⟨

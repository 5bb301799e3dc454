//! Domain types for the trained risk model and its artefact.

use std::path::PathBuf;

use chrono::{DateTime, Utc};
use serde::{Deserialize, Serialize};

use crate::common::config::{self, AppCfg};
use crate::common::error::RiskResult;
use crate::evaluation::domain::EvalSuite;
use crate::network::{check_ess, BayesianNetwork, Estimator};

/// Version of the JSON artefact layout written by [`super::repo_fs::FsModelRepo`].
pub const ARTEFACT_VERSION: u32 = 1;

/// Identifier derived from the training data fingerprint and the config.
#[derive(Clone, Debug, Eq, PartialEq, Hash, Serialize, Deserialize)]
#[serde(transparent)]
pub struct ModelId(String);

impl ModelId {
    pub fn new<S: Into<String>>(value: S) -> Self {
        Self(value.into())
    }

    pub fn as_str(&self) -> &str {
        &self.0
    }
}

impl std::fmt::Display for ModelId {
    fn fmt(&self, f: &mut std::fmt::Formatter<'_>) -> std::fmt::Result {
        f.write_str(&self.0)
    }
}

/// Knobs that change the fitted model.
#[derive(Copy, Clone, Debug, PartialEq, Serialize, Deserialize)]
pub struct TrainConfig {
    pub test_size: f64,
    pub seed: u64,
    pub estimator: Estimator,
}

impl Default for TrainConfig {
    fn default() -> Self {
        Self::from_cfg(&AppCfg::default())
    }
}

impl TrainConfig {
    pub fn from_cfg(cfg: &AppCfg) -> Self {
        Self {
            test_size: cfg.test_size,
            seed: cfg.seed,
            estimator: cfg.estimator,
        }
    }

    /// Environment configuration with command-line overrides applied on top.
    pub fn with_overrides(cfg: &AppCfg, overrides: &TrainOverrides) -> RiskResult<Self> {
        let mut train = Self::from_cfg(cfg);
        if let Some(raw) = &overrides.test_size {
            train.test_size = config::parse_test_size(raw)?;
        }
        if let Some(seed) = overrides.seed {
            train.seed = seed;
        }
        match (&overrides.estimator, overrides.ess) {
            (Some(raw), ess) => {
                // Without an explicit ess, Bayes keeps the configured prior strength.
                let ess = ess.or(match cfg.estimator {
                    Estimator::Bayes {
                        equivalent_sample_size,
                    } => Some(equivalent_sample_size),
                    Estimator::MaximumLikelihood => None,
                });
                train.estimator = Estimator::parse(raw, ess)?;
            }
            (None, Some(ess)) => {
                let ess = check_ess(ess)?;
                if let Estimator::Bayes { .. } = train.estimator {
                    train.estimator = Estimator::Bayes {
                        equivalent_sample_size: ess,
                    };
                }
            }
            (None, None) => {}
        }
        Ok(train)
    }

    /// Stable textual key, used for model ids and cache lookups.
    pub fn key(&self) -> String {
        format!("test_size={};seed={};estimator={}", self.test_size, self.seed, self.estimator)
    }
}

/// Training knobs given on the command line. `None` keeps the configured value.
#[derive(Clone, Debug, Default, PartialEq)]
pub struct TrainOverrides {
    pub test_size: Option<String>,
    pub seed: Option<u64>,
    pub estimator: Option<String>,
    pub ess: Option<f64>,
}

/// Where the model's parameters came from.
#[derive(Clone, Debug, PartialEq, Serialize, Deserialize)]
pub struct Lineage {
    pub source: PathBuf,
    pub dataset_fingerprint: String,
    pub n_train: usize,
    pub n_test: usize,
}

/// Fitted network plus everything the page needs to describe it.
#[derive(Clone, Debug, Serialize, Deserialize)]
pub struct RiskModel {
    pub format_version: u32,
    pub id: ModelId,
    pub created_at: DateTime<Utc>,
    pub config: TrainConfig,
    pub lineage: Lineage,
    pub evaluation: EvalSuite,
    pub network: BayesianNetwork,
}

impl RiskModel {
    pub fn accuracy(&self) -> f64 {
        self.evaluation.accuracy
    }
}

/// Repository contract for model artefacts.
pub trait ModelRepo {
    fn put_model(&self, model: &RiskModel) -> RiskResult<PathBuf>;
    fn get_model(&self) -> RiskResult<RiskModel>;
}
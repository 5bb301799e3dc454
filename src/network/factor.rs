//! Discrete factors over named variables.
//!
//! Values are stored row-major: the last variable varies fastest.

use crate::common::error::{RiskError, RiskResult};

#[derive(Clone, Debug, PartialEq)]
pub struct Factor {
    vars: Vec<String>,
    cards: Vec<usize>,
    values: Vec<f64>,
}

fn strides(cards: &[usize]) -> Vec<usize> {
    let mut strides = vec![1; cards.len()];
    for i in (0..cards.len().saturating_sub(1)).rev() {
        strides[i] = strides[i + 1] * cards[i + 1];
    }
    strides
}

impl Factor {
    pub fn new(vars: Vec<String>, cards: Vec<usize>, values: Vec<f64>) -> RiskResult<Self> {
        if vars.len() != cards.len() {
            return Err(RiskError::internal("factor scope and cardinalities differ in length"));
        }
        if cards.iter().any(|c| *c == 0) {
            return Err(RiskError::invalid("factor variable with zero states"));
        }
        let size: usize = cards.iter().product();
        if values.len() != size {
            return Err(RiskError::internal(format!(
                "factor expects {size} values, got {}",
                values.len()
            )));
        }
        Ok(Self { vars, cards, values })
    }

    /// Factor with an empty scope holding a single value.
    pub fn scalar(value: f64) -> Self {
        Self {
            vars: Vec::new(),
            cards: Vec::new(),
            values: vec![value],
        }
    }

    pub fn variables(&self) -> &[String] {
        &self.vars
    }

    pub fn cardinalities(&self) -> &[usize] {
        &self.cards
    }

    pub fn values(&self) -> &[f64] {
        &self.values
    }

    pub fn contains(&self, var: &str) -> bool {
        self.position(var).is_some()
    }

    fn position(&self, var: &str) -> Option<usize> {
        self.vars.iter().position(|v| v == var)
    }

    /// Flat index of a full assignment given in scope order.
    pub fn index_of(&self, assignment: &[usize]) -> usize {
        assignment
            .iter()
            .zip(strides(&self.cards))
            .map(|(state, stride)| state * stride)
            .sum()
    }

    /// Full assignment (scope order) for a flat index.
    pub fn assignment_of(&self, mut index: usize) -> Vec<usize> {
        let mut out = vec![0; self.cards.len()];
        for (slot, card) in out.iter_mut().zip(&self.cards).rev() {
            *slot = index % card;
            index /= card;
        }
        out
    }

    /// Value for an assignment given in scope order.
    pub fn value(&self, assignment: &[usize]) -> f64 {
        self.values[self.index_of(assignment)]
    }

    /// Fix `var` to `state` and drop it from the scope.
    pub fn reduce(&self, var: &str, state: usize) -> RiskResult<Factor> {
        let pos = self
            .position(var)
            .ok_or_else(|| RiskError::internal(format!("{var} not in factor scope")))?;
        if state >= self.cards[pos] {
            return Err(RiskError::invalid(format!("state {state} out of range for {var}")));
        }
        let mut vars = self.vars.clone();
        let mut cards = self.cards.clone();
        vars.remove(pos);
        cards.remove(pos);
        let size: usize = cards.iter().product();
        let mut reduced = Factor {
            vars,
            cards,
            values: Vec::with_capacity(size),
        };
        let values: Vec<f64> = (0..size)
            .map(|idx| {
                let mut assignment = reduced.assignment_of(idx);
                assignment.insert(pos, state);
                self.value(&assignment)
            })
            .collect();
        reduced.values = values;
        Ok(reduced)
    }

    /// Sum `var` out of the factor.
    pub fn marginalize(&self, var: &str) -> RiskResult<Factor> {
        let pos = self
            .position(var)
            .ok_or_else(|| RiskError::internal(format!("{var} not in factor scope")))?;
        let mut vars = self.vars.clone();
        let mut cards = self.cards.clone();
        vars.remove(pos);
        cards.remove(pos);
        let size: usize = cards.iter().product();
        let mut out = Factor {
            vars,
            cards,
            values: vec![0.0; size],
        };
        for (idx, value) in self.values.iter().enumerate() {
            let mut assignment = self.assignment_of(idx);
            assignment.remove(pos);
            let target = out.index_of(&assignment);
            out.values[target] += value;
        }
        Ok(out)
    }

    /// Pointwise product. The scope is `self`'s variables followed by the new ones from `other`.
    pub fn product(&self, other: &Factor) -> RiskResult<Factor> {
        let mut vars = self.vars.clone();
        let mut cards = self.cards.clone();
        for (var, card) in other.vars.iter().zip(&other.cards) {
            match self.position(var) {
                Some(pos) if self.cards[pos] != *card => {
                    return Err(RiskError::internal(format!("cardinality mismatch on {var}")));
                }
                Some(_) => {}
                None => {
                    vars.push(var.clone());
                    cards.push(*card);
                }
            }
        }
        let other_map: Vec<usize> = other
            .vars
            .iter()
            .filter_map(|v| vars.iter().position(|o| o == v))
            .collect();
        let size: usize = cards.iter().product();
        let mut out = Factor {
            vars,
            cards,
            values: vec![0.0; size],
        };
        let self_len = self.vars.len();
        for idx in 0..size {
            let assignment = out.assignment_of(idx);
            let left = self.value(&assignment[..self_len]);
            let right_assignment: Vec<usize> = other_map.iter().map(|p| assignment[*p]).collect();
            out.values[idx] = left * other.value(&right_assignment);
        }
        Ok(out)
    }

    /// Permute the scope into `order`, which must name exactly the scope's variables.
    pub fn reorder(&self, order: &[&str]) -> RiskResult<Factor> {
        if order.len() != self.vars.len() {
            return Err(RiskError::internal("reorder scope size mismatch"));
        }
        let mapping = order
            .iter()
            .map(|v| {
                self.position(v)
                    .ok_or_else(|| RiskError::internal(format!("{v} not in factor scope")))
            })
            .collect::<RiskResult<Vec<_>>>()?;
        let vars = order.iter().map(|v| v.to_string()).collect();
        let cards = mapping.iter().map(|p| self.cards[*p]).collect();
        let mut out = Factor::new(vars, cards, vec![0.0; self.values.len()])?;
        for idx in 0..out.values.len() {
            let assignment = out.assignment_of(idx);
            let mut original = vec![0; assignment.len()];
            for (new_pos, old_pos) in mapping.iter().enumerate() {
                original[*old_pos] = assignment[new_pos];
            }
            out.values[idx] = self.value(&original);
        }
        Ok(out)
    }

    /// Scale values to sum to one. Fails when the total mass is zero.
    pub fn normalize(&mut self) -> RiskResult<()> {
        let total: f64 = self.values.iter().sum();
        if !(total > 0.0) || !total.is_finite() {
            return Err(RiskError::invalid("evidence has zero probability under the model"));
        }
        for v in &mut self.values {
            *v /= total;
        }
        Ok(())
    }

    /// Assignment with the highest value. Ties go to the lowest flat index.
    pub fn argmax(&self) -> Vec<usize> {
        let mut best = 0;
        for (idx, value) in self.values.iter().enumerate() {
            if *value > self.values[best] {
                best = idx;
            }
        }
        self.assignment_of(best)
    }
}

⟩
⟨

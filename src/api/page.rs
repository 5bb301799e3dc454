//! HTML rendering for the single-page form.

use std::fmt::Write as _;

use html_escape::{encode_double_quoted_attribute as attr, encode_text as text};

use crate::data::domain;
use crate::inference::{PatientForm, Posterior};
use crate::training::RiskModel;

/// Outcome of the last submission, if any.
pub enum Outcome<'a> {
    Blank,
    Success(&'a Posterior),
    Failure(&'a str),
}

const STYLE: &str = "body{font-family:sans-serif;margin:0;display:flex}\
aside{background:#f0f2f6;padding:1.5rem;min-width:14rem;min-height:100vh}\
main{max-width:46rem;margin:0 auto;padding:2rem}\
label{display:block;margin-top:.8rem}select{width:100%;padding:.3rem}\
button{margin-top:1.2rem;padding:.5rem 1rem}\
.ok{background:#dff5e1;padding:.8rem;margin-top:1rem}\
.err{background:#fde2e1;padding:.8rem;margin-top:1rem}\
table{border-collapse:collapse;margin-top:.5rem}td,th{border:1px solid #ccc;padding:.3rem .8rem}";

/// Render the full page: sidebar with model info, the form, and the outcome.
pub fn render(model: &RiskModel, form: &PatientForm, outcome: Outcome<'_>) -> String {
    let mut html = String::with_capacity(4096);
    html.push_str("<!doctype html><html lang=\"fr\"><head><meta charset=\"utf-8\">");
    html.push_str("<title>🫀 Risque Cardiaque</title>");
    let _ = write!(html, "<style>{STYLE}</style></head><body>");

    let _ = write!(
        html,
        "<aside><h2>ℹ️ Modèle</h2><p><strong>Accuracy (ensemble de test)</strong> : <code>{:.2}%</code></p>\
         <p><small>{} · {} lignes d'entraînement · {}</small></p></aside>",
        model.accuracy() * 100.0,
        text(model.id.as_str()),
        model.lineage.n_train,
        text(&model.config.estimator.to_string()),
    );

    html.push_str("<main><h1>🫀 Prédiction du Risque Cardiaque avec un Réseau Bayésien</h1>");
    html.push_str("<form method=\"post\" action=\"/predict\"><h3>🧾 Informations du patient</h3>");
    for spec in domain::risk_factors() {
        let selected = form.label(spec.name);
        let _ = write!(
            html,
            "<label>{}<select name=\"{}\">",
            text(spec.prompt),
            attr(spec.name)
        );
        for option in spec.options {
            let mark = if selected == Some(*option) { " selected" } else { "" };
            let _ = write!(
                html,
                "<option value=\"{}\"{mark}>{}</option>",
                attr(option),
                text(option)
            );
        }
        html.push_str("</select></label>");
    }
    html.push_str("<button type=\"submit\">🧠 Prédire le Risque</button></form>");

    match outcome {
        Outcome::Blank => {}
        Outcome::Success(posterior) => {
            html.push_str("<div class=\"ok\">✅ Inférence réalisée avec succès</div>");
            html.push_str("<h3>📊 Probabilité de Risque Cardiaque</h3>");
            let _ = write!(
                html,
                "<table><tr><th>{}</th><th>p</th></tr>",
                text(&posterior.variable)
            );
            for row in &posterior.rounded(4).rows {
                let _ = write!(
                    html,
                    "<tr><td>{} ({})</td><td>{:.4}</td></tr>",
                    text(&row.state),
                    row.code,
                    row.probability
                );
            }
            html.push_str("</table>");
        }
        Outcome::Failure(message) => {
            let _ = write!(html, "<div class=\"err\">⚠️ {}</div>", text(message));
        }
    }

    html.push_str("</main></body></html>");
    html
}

⟩

## What is being asked
From the listing above, output exactly the run of lines that starts with the line containing "pub fn index_of(&self, assignment: &[usize])" and ends with the line containing "a flat index.".

## Reply
    pub fn index_of(&self, assignment: &[usize]) -> usize {
        assignment
            .iter()
            .zip(strides(&self.cards))
            .map(|(state, stride)| state * stride)
            .sum()
    }

    /// Full assignment (scope order) for a flat index.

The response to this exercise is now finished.